'''

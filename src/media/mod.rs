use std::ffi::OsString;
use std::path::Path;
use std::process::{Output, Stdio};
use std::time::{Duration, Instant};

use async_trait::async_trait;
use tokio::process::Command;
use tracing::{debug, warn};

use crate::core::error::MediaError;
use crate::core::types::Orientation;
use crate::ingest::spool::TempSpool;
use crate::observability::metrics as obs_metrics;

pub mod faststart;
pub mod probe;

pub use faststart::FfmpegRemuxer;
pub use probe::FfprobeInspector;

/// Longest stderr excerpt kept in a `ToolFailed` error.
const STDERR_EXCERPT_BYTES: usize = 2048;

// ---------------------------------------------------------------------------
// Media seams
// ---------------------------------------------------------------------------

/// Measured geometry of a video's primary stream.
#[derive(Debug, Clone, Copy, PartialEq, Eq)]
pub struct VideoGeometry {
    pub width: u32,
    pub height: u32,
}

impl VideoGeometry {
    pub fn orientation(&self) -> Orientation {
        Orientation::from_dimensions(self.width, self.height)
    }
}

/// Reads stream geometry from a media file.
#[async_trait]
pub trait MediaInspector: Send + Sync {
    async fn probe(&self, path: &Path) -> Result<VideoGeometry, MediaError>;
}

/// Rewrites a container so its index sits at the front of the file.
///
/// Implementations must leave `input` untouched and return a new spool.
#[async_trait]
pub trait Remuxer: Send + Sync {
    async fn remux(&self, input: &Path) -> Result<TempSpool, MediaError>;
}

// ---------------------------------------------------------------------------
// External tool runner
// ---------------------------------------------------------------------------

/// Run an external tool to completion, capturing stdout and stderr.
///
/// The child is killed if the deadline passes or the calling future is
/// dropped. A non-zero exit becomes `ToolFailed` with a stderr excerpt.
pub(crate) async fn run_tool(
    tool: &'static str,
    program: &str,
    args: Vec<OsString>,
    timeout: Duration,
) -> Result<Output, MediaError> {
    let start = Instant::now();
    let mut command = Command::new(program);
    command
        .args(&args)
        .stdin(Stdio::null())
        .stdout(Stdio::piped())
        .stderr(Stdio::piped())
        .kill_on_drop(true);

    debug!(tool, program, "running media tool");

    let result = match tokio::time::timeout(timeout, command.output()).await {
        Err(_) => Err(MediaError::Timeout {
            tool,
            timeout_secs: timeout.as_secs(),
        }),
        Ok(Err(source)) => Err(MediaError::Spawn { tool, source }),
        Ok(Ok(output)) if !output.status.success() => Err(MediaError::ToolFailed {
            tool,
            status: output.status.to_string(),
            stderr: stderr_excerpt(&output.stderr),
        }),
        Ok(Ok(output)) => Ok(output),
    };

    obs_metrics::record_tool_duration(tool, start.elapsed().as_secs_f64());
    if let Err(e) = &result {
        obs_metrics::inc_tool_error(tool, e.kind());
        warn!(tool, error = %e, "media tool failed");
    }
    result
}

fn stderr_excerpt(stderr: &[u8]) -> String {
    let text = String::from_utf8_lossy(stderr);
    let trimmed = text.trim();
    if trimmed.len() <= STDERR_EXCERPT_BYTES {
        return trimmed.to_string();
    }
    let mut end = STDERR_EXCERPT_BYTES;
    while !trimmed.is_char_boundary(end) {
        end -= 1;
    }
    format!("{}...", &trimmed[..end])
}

'''

*TASK PROMPT*
From the records above, copy each line where the word "input" can be found.

*ANSWER AREA*
/// Implementations must leave `input` untouched and return a new spool.
    async fn remux(&self, input: &Path) -> Result<TempSpool, MediaError>;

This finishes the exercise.